Background
The within-groups estimator is a powerful tool used in econometrics to analyze panel data, which consists of multiple observations over time for several cross-sectional units, such as individuals, firms, or countries.
Historical Context
The development of panel data models, including the within-groups estimator, gained momentum in the late 20th century as availability of longitudinal data improved and computational advancements allowed for more sophisticated analysis. This method addresses specific challenges that arise when the data includes multiple observations across time for different units, particularly unobserved heterogeneity.
Definitions and Concepts
The within-groups estimator is an estimator of the vector of parameters in a model with panel data. It is computed using ordinary least squares (OLS) on the deviations from the time averages of the data for each cross-sectional unit. This essentially means that the estimator focuses on within-unit variations by “demeaning” the data — subtracting the average over time for each unit from the observed values.

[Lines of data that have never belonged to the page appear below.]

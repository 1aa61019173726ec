use crate::application::errors::{ServiceError, ServiceResult};
use crate::application::ports::user_repository::UserRepository;
use crate::application::services::passwords;
use crate::domain::users::user::User;

pub struct Login<'a, R: UserRepository + ?Sized> {
    pub repo: &'a R,
}

#[derive(Debug, Clone)]
pub struct LoginRequest {
    pub username: String,
    pub password: String,
}

impl<'a, R: UserRepository + ?Sized> Login<'a, R> {
    pub async fn execute(&self, req: &LoginRequest) -> ServiceResult<User> {
        let row = self
            .repo
            .find_by_username(&req.username)
            .await
            .map_err(ServiceError::Storage)?;
        let hash = row.as_ref().and_then(|r| r.password_hash.as_deref());
        let verified = passwords::verify_password(&req.password, hash)
            .await
            .map_err(|e| ServiceError::Internal(e.to_string()))?;
        match row {
            Some(r) if verified => Ok(User {
                id: r.id,
                username: r.username,
                role: r.role,
            }),
            _ => {
                tracing::warn!("login_failed");
                Err(ServiceError::InvalidCredentials)
            }
        }
    }
}
use async_trait::async_trait;
use sqlx::Row;
use sqlx::sqlite::SqliteRow;

use crate::application::ports::task_repository::TaskRepository;
use crate::domain::tasks::task::{Task, TaskFields};
use crate::infrastructure::db::DbPool;

pub struct SqlxTaskRepository {
    pub pool: DbPool,
}

impl SqlxTaskRepository {
    pub fn new(pool: DbPool) -> Self {
        Self { pool }
    }
}

// Rows written by other clients may hold a REAL or TEXT target. Whole REALs
// are kept, anything else reads as null so one row cannot fail the listing.
fn decode_target(r: &SqliteRow) -> Option<i64> {
    if let Ok(v) = r.try_get::<Option<i64>, _>("target") {
        return v;
    }
    match r.try_get::<Option<f64>, _>("target") {
        Ok(Some(f)) if f.fract() == 0.0 && f.abs() < i64::MAX as f64 => Some(f as i64),
        _ => {
            tracing::warn!(task_id = ?r.try_get::<i64, _>("id").ok(), "task_target_not_integer");
            None
        }
    }
}

fn map_task(r: &SqliteRow) -> anyhow::Result<Task> {
    Ok(Task {
        id: r.try_get("id")?,
        fields: TaskFields {
            task: r.try_get("task")?,
            measure: r.try_get("measure")?,
            target: decode_target(r),
            unit: r.try_get("unit")?,
            assigned_to: r.try_get("assignedTo")?,
            status: r.try_get("status")?,
            assigned_by: r.try_get("assignedBy")?,
            assigned_time: r.try_get("assignedTime")?,
        },
    })
}

#[async_trait]
impl TaskRepository for SqlxTaskRepository {
    async fn list_all(&self) -> anyhow::Result<Vec<Task>> {
        let rows = sqlx::query(
            r#"SELECT id, task, measure, target, unit, assignedTo, status, assignedBy, assignedTime
               FROM tasks ORDER BY id"#,
        )
        .fetch_all(&self.pool)
        .await?;
        rows.iter().map(map_task).collect()
    }

    async fn insert(&self, f: &TaskFields) -> anyhow::Result<i64> {
        let res = sqlx::query(
            r#"INSERT INTO tasks (task, measure, target, unit, assignedTo, assignedBy, assignedTime, status)
               VALUES (?, ?, ?, ?, ?, ?, ?, ?)"#,
        )
        .bind(&f.task)
        .bind(&f.measure)
        .bind(f.target)
        .bind(&f.unit)
        .bind(&f.assigned_to)
        .bind(&f.assigned_by)
        .bind(&f.assigned_time)
        .bind(&f.status)
        .execute(&self.pool)
        .await?;
        Ok(res.last_insert_rowid())
    }

    async fn replace(&self, id: i64, f: &TaskFields) -> anyhow::Result<u64> {
        let res = sqlx::query(
            r#"UPDATE tasks SET
                 task = ?, measure = ?, target = ?, unit = ?, assignedTo = ?,
                 status = ?, assignedBy = ?, assignedTime = ?
               WHERE id = ?"#,
        )
        .bind(&f.task)
        .bind(&f.measure)
        .bind(f.target)
        .bind(&f.unit)
        .bind(&f.assigned_to)
        .bind(&f.status)
        .bind(&f.assigned_by)
        .bind(&f.assigned_time)
        .bind(id)
        .execute(&self.pool)
        .await?;
        Ok(res.rows_affected())
    }

    async fn delete(&self, id: i64) -> anyhow::Result<u64> {
        let res = sqlx::query("DELETE FROM tasks WHERE id = ?")
            .bind(id)
            .execute(&self.pool)
            .await?;
        Ok(res.rows_affected())
    }
}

Major Analytical Frameworks
Classical Economics
Does not typically involve within-groups estimators, as it predates advanced econometric techniques for panel data analysis.
Neoclassical Economics
Employs the within-groups estimator in panel data econometrics to control for unobserved individual heterogeneity.
Keynesian Economics
Uses similar econometric methods but focuses on different applications, primarily macroeconomic aggregates rather than panel microdata.
Marxian Economics
Less commonly employs panel data methods like within-groups estimators, often due to the nature of its economic analysis.
Institutional Economics
Balances qualitative and quantitative analyses and may use within-groups estimators in examining institutional effects on individual or firm behavior over time.
Behavioral Economics
Could utilize within-groups estimators to analyze the temporal aspects of individual behavioral data in experimental settings.
Post-Keynesian Economics
Similar to Keynesian economics, may use within-groups estimators in certain empirical analyses but focuses more on macro and monetary issues.
Austrian Economics
Relies more on theoretical constructs, hence less frequent usage of within-groups estimators in empirical investigations.
Development Economics
Frequently uses within-groups estimators to examine the impacts of policies or interventions across different cultures, regions, and times.
Monetarism
Although typically focusing on large-scale economic aggregates, it may use within-groups estimators when dealing with panel data consisting of monetary or financial metrics across countries or regions.
Comparative Analysis
The within-groups estimator is especially beneficial when dealing with fixed effects models in contrast to random effects models, where the assumption is that entity-specific effects are not correlated with other regressors in the model. Compared to between-groups estimators, within-groups estimators utilize within-unit variations, providing a difference-in-differences approach to mitigate bias from unobserved heterogeneity.
Case Studies
- Development Economics: Assessing the impact of a social intervention on household income across various villages over a period.
- Labor Economics: Examining the effect of training programs on employee productivity, adjusting for individual characteristics.
Suggested Books for Further Studies
- “Econometric Analysis of Panel Data” by Badi H. Baltagi.
- “Analysis of Panel Data” by Cheng Hsiao.
Related Terms with Definitions
Panel Data: Data that contains observations over multiple time periods for the same cross-sectional units.
Ordinary Least Squares (OLS): A method of estimating the parameters in a linear regression model to minimize the sum of the squared differences between observed and predicted values.
Least Squares Dummy Variable (LSDV) Model: A model that includes dummy variables representing each cross-sectional unit to control for unobserved heterogeneity.
Between-groups Estimator: An estimator that uses the variation between different cross-sectional units’ averages rather than within them.